So I have postgresql database and in pg_hba.conf file I am authenticating users via md5.

I typically create users using the command:

CREATE USER username WITH PASSWORD 'password';

From the postgresql website if you don't specify ENCRYPTED or UNENCRYPTED then:

the default behavior is determined by the configuration parameter password_encryption

When a password is specified in CREATE USER or ALTER ROLE without writing either ENCRYPTED or UNENCRYPTED, this parameter determines whether the password is to be encrypted. The default is on (encrypt the password).

Since pg_hdba.conf is set to authenticate using md5 I am fairly confident that command I am using is automatically MD5 encrypting the passwords I enter. Howerver, the postgres site also says:

If the presented password string is already in MD5-encrypted format, then it is stored encrypted as-is, regardless of whether ENCRYPTED or UNENCRYPTED is specified (since the system cannot decrypt the specified encrypted password string).

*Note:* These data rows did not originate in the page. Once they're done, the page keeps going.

//! Pixel access functions
//!
//! Low-level functions for getting and setting individual RGBA pixels.

use super::{Bitmap, BitmapMut};
use crate::color::BYTES_PER_PIXEL;
use crate::error::{Error, Result};

/// Read the pixel starting at byte offset `pos`.
#[inline]
pub(crate) fn read_rgba(data: &[u8], pos: usize) -> [u8; 4] {
    [data[pos], data[pos + 1], data[pos + 2], data[pos + 3]]
}

impl Bitmap {
    /// Get the RGBA value at (x, y).
    ///
    /// Returns `None` if coordinates are out of bounds.
    pub fn pixel(&self, x: u32, y: u32) -> Option<[u8; 4]> {
        if x >= self.width() || y >= self.height() {
            return None;
        }
        let pos = (y as usize * self.width() as usize + x as usize) * BYTES_PER_PIXEL;
        Some(read_rgba(self.data(), pos))
    }

    /// Get the RGBA value at (x, y) for coordinates known to be in range.
    ///
    /// # Panics
    ///
    /// Panics if (x, y) lies outside the bitmap.
    #[inline]
    pub fn pixel_at(&self, x: u32, y: u32) -> [u8; 4] {
        assert!(
            x < self.width() && y < self.height(),
            "pixel ({x}, {y}) out of bounds for {}x{} bitmap",
            self.width(),
            self.height()
        );
        let pos = (y as usize * self.width() as usize + x as usize) * BYTES_PER_PIXEL;
        read_rgba(self.data(), pos)
    }
}

impl BitmapMut {
    /// Get the RGBA value at (x, y).
    pub fn pixel(&self, x: u32, y: u32) -> Option<[u8; 4]> {
        if x >= self.width() || y >= self.height() {
            return None;
        }
        let pos = (y as usize * self.width() as usize + x as usize) * BYTES_PER_PIXEL;
        Some(read_rgba(self.data(), pos))
    }

    /// Set the RGBA value at (x, y).
    ///
    /// # Errors
    ///
    /// Returns [`Error::OutOfBounds`] if coordinates are out of bounds.
    pub fn set_pixel(&mut self, x: u32, y: u32, rgba: [u8; 4]) -> Result<()> {
        let (width, height) = (self.width(), self.height());
        if x >= width || y >= height {
            return Err(Error::OutOfBounds {
                x,
                y,
                width,
                height,
            });
        }
        let pos = (y as usize * width as usize + x as usize) * BYTES_PER_PIXEL;
        self.data_mut()[pos..pos + BYTES_PER_PIXEL].copy_from_slice(&rgba);
        Ok(())
    }
}

#[cfg(test)]
mod tests {
    use super::*;

    #[test]
    fn test_set_and_get_pixel() {
        let mut bm = BitmapMut::new(4, 3).unwrap();
        bm.set_pixel(3, 2, [10, 20, 30, 40]).unwrap();
        assert_eq!(bm.pixel(3, 2), Some([10, 20, 30, 40]));
        let bm: Bitmap = bm.into();
        assert_eq!(bm.pixel(3, 2), Some([10, 20, 30, 40]));
        assert_eq!(bm.pixel(0, 0), Some([0, 0, 0, 0]));
        // last pixel is at the end of the buffer
        assert_eq!(&bm.data()[bm.data().len() - 4..], &[10, 20, 30, 40]);
    }

    #[test]
    fn test_pixel_out_of_bounds() {
        let mut bm = BitmapMut::new(4, 3).unwrap();
        assert!(matches!(
            bm.set_pixel(4, 0, [0; 4]),
            Err(Error::OutOfBounds { x: 4, y: 0, .. })
        ));
        assert!(bm.set_pixel(0, 3, [0; 4]).is_err());
        let bm: Bitmap = bm.into();
        assert_eq!(bm.pixel(4, 0), None);
        assert_eq!(bm.pixel(0, 3), None);
    }

    #[test]
    fn test_pixel_at() {
        let bm = Bitmap::new_filled(4, 3, [1, 2, 3, 4]).unwrap();
        assert_eq!(bm.pixel_at(3, 2), [1, 2, 3, 4]);
    }

    #[test]
    #[should_panic(expected = "out of bounds")]
    fn test_pixel_at_past_row_end_panics() {
        let bm = Bitmap::new(4, 3).unwrap();
        bm.pixel_at(4, 0);
    }
}
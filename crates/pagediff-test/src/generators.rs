//! Synthetic page fixtures
//!
//! Deterministic bitmaps for regression tests, so that no binary test data
//! has to be checked in.

use crate::TestResult;
use pagediff_core::{Bitmap, BitmapMut};

/// Opaque black
pub const BLACK: [u8; 4] = [0, 0, 0, 255];
/// Opaque white
pub const WHITE: [u8; 4] = [255, 255, 255, 255];
/// Opaque mid gray
pub const GRAY: [u8; 4] = [128, 128, 128, 255];

/// A bitmap filled with one color.
pub fn solid(width: u32, height: u32, rgba: [u8; 4]) -> TestResult<Bitmap> {
    Ok(Bitmap::new_filled(width, height, rgba)?)
}

/// Columns `< split_x` are `left`, the rest `right`.
pub fn split_vertical(
    width: u32,
    height: u32,
    split_x: u32,
    left: [u8; 4],
    right: [u8; 4],
) -> TestResult<Bitmap> {
    let mut bm = BitmapMut::new(width, height)?;
    for y in 0..height {
        for x in 0..width {
            bm.set_pixel(x, y, if x < split_x { left } else { right })?;
        }
    }
    Ok(bm.into())
}

/// Black/white vertical edge with a one-pixel gray column at `edge_x`.
///
/// The gray column is what a rasterizer leaves behind when it smooths a
/// hard edge.
pub fn antialiased_edge(width: u32, height: u32, edge_x: u32) -> TestResult<Bitmap> {
    let mut bm = BitmapMut::new(width, height)?;
    for y in 0..height {
        for x in 0..width {
            let px = match x.cmp(&edge_x) {
                std::cmp::Ordering::Less => BLACK,
                std::cmp::Ordering::Equal => GRAY,
                std::cmp::Ordering::Greater => WHITE,
            };
            bm.set_pixel(x, y, px)?;
        }
    }
    Ok(bm.into())
}

/// Copy `base` and paint the rectangle `(x0, y0, w, h)` with `rgba`.
///
/// Parts of the rectangle outside the bitmap are ignored.
pub fn with_block(base: &Bitmap, x0: u32, y0: u32, w: u32, h: u32, rgba: [u8; 4]) -> Bitmap {
    let mut bm = base.to_mut();
    let x1 = x0.saturating_add(w).min(bm.width());
    let y1 = y0.saturating_add(h).min(bm.height());
    for y in y0..y1 {
        for x in x0..x1 {
            let pos = (y as usize * bm.width() as usize + x as usize) * 4;
            bm.data_mut()[pos..pos + 4].copy_from_slice(&rgba);
        }
    }
    bm.into()
}

/// Opaque pseudo-random noise from a linear congruential generator.
///
/// The same seed always yields the same bitmap.
pub fn noise(width: u32, height: u32, seed: u64) -> TestResult<Bitmap> {
    let mut state = seed;
    let mut next = move || {
        state = state
            .wrapping_mul(6364136223846793005)
            .wrapping_add(1442695040888963407);
        (state >> 33) as u8
    };
    let mut data = Vec::with_capacity(width as usize * height as usize * 4);
    for _ in 0..(width as usize * height as usize) {
        data.extend_from_slice(&[next(), next(), next(), 255]);
    }
    Ok(Bitmap::from_rgba(width, height, data)?)
}
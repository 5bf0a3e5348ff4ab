//! pagediff-compare - Perceptual pixel comparator
//!
//! This crate decides whether two equally-sized bitmaps are visually
//! equivalent and produces a highlighted diff bitmap:
//!
//! - **Comparison** ([`pixelmatch`]): YIQ color distance, threshold test,
//!   diff synthesis
//! - **Anti-aliasing** ([`antialias`]): detection of edge-smoothing noise
//! - **Options** ([`options`]): tunables, defaults and JSON overrides
//!
//! # Example
//!
//! ```
//! use pagediff_compare::{ComparisonOptions, compare_page_bitmaps};
//! use pagediff_core::Bitmap;
//!
//! let a = Bitmap::new_filled(16, 16, [255, 255, 255, 255]).unwrap();
//! let b = a.clone();
//! let result = compare_page_bitmaps(&a, &b, &ComparisonOptions::default()).unwrap();
//! assert!(result.is_equal());
//! ```

pub mod antialias;
mod error;
pub mod options;
pub mod pixelmatch;

pub use error::{CompareError, CompareResult};
pub use options::{ComparisonOptions, ComparisonOverrides, Rgb};
pub use pixelmatch::{MatchOutput, PixelComparison, compare_page_bitmaps, pixel_delta, pixel_match};
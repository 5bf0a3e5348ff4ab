//! Error types for pagediff-doc
//!
//! [`RasterError`] is what a rasterization collaborator reports.
//! [`DiffError`] is what the document differ reports; it always names the
//! stage that failed and, for page work, the 1-based page number.

use std::fmt;
use thiserror::Error;

/// Which of the two compared documents an error refers to
#[derive(Debug, Clone, Copy, PartialEq, Eq, Hash)]
pub enum DocumentSide {
    /// The first (reference) document
    First,
    /// The second (candidate) document
    Second,
}

impl fmt::Display for DocumentSide {
    fn fmt(&self, f: &mut fmt::Formatter<'_>) -> fmt::Result {
        match self {
            Self::First => f.write_str("first"),
            Self::Second => f.write_str("second"),
        }
    }
}

/// Errors reported by a rasterization collaborator
#[derive(Debug, Error)]
pub enum RasterError {
    /// Bitmap codec error while opening or decoding a document
    #[error("codec error: {0}")]
    Io(#[from] pagediff_io::IoError),

    /// Core library error (e.g. invalid scale)
    #[error("core error: {0}")]
    Core(#[from] pagediff_core::Error),

    /// The document bytes could not be interpreted
    #[error("cannot decode document: {0}")]
    Decode(String),

    /// The document kind is not supported by this rasterizer
    #[error("unsupported document: {0}")]
    Unsupported(String),

    /// Requested page does not exist
    #[error("page index {index} out of range (document has {page_count} pages)")]
    PageOutOfRange { index: usize, page_count: usize },

    /// Rendering a page failed
    #[error("render failed: {0}")]
    Render(String),
}

/// Result type for rasterization operations
pub type RasterResult<T> = Result<T, RasterError>;

/// Errors that can occur while diffing two documents
#[derive(Debug, Error)]
pub enum DiffError {
    /// A document could not be opened; raised before any page work
    #[error("failed to load {side} document: {source}")]
    DocumentLoad {
        side: DocumentSide,
        #[source]
        source: RasterError,
    },

    /// A page could not be rendered
    #[error("failed to render page {page_number} of {side} document: {source}")]
    PageRender {
        side: DocumentSide,
        page_number: usize,
        #[source]
        source: RasterError,
    },

    /// The comparator failed on a page pair
    #[error("failed to compare page {page_number}: {source}")]
    PageCompare {
        page_number: usize,
        #[source]
        source: pagediff_compare::CompareError,
    },

    /// Options are out of range or overrides are malformed
    #[error("invalid options: {0}")]
    InvalidOptions(String),

    /// The comparison was cancelled through its cancel flag
    #[error("comparison cancelled")]
    Cancelled,
}

/// Result type for document diff operations
pub type DiffResult<T> = Result<T, DiffError>;
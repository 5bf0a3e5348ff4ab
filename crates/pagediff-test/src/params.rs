//! Regression test parameters and operations

use crate::error::{TestError, TestResult};
use crate::regout_dir;
use pagediff_core::Bitmap;
use pagediff_io::ImageFormat;
use std::fs;

/// Regression test mode
#[derive(Debug, Clone, Copy, PartialEq, Eq, Default)]
pub enum RegTestMode {
    /// Check every written artifact (default)
    #[default]
    Compare,
    /// Write artifacts for visual inspection without reading them back
    Display,
}

impl RegTestMode {
    /// Parse mode from the `REGTEST_MODE` environment variable
    pub fn from_env() -> Self {
        match std::env::var("REGTEST_MODE")
            .unwrap_or_default()
            .to_lowercase()
            .as_str()
        {
            "display" => Self::Display,
            _ => Self::Compare,
        }
    }
}

/// Regression test parameters
///
/// Tracks the state of a regression test: the test name, the current
/// check index, the mode and whether anything failed so far. Failures are
/// collected rather than panicking so that one run reports all of them.
pub struct RegParams {
    /// Name of the test (e.g., "pixelmatch")
    pub test_name: String,
    /// Current test index (incremented before each check)
    index: usize,
    /// Test mode
    pub mode: RegTestMode,
    /// Overall success status
    success: bool,
    /// Recorded failures
    failures: Vec<String>,
}

impl RegParams {
    /// Create new regression test parameters
    ///
    /// # Arguments
    ///
    /// * `test_name` - Name of the test (e.g., "pixelmatch")
    pub fn new(test_name: &str) -> Self {
        let mode = RegTestMode::from_env();

        let _ = fs::create_dir_all(regout_dir());

        eprintln!();
        eprintln!("////////////////////////////////////////////////");
        eprintln!("////////////////   {}_reg   ///////////////", test_name);
        eprintln!("////////////////////////////////////////////////");
        eprintln!("Mode: {:?}", mode);

        Self {
            test_name: test_name.to_string(),
            index: 0,
            mode,
            success: true,
            failures: Vec::new(),
        }
    }

    /// Get the current test index
    pub fn index(&self) -> usize {
        self.index
    }

    /// Check if in display mode
    pub fn display(&self) -> bool {
        self.mode == RegTestMode::Display
    }

    fn fail(&mut self, msg: String) -> bool {
        eprintln!("{}", msg);
        self.failures.push(msg);
        self.success = false;
        false
    }

    /// Compare two floating-point values
    ///
    /// # Arguments
    ///
    /// * `expected` - Expected value
    /// * `actual` - Actual computed value
    /// * `delta` - Maximum allowed difference
    ///
    /// # Returns
    ///
    /// `true` if values match within delta, `false` otherwise.
    pub fn compare_values(&mut self, expected: f64, actual: f64, delta: f64) -> bool {
        self.index += 1;
        let diff = (expected - actual).abs();

        if diff > delta {
            let msg = format!(
                "Failure in {}_reg: value comparison for index {}\n\
                 difference = {} but allowed delta = {}\n\
                 expected = {}, actual = {}",
                self.test_name, self.index, diff, delta, expected, actual
            );
            self.fail(msg)
        } else {
            true
        }
    }

    /// Record a boolean check
    pub fn check(&mut self, condition: bool, what: &str) -> bool {
        self.index += 1;
        if condition {
            true
        } else {
            let msg = format!(
                "Failure in {}_reg: check for index {} - {}",
                self.test_name, self.index, what
            );
            self.fail(msg)
        }
    }

    /// Compare two bitmaps for exact equality
    ///
    /// # Returns
    ///
    /// `true` if the bitmaps have the same size and bytes, `false` otherwise.
    pub fn compare_bitmaps(&mut self, bm1: &Bitmap, bm2: &Bitmap) -> bool {
        self.index += 1;

        if !bm1.sizes_equal(bm2) {
            let msg = format!(
                "Failure in {}_reg: bitmap comparison for index {} - dimension mismatch {:?} vs {:?}",
                self.test_name,
                self.index,
                bm1.dimensions(),
                bm2.dimensions()
            );
            return self.fail(msg);
        }

        let first = bm1
            .data()
            .chunks_exact(4)
            .zip(bm2.data().chunks_exact(4))
            .position(|(a, b)| a != b);

        match first {
            None => true,
            Some(i) => {
                let w = bm1.width() as usize;
                let msg = format!(
                    "Failure in {}_reg: bitmap comparison for index {} - pixel mismatch at ({}, {})",
                    self.test_name,
                    self.index,
                    i % w,
                    i / w
                );
                self.fail(msg)
            }
        }
    }

    /// Compare two binary data arrays
    ///
    /// # Returns
    ///
    /// `true` if data is identical, `false` otherwise.
    pub fn compare_strings(&mut self, data1: &[u8], data2: &[u8]) -> bool {
        self.index += 1;

        if data1 != data2 {
            let msg = format!(
                "Failure in {}_reg: string comparison for index {}\n\
                 sizes: {} vs {}",
                self.test_name,
                self.index,
                data1.len(),
                data2.len()
            );
            self.fail(msg)
        } else {
            true
        }
    }

    /// Write a bitmap to the regout directory and read it back
    ///
    /// In compare mode the file is decoded again and must match `bitmap`
    /// exactly. In display mode it is only written.
    ///
    /// # Returns
    ///
    /// The path of the written file.
    pub fn write_bitmap_and_check(
        &mut self,
        bitmap: &Bitmap,
        format: ImageFormat,
    ) -> TestResult<String> {
        self.index += 1;

        let local_path = format!(
            "{}/{}.{:02}.{}",
            regout_dir(),
            self.test_name,
            self.index,
            format.extension()
        );

        pagediff_io::write_image(bitmap, &local_path, format).map_err(|e| {
            TestError::ImageWrite {
                path: local_path.clone(),
                message: e.to_string(),
            }
        })?;

        if self.mode == RegTestMode::Compare {
            let reread =
                pagediff_io::read_image(&local_path).map_err(|e| TestError::ImageLoad {
                    path: local_path.clone(),
                    message: e.to_string(),
                })?;
            if reread != *bitmap {
                let msg = format!(
                    "Failure in {}_reg, index {}: {} does not read back identically",
                    self.test_name, self.index, local_path
                );
                self.fail(msg);
            }
        }

        Ok(local_path)
    }

    /// Clean up and report results
    ///
    /// # Returns
    ///
    /// `true` if all checks passed, `false` if any failed.
    pub fn cleanup(self) -> bool {
        if self.success {
            eprintln!("SUCCESS: {}_reg", self.test_name);
        } else {
            eprintln!("FAILURE: {}_reg", self.test_name);
            for failure in &self.failures {
                eprintln!("  {}", failure);
            }
        }
        eprintln!();

        self.success
    }

    /// Check if all checks have passed so far
    pub fn is_success(&self) -> bool {
        self.success
    }

    /// Get list of failures
    pub fn failures(&self) -> &[String] {
        &self.failures
    }
}

#[cfg(test)]
mod tests {
    use super::*;

    #[test]
    fn test_compare_values() {
        let mut rp = RegParams::new("params_values");
        assert!(rp.compare_values(100.0, 100.0, 0.0));
        assert!(rp.compare_values(100.0, 100.5, 1.0));
        assert!(rp.is_success());
        assert!(!rp.compare_values(100.0, 200.0, 0.0));
        assert!(!rp.is_success());
        assert_eq!(rp.index(), 3);
        assert_eq!(rp.failures().len(), 1);
    }

    #[test]
    fn test_compare_bitmaps_reports_position() {
        let mut rp = RegParams::new("params_bitmaps");
        let a = Bitmap::new_filled(3, 2, [0, 0, 0, 255]).unwrap();
        let mut b = a.to_mut();
        b.set_pixel(1, 1, [1, 0, 0, 255]).unwrap();
        let b: Bitmap = b.into();

        assert!(rp.compare_bitmaps(&a, &a.clone()));
        assert!(!rp.compare_bitmaps(&a, &b));
        assert!(rp.failures()[0].contains("(1, 1)"));
    }

    #[test]
    fn test_compare_bitmaps_size_mismatch() {
        let mut rp = RegParams::new("params_sizes");
        let a = Bitmap::new(3, 2).unwrap();
        let b = Bitmap::new(2, 3).unwrap();
        assert!(!rp.compare_bitmaps(&a, &b));
    }
}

So is there any benefit to using a MD5 hash in the CREATE USER command? Also, how does the command distinguish between a password string and a MD5 hash? Are you supposed to omit the single quotes around the "password" if using an MD5 hash?

  • 2
    MD5 is neither encryption nor is it safe to use. – ceejayoz Jun 4 '15 at 14:40
  • I can understand and agree with recommending against MD5, but I'm 99% sure that it is a one-way cryptographic hash function. – Vasili Syrakis Jun 4 '15 at 14:47
  • @ceejayoz It's a cryptographic hash. It's pedantic but strictly correct to note that it's not "encryption", but will just confuse most people. It's an increasingly weak hash, but at this point it's the only option you've got with PostgreSQL, as protocol changes (in progress) are needed to support stronger hashes. – Craig Ringer Jun 4 '15 at 23:38
  • Backups (pg_dumpall) have users in the form of SQL statements to recreate them with their passwords. Not disclosing cleartext passwords in these statements is a benefit. – Daniel Vérité Jun 16 '15 at 11:06

So is there any benefit to using a MD5 hash in the CREATE USER command?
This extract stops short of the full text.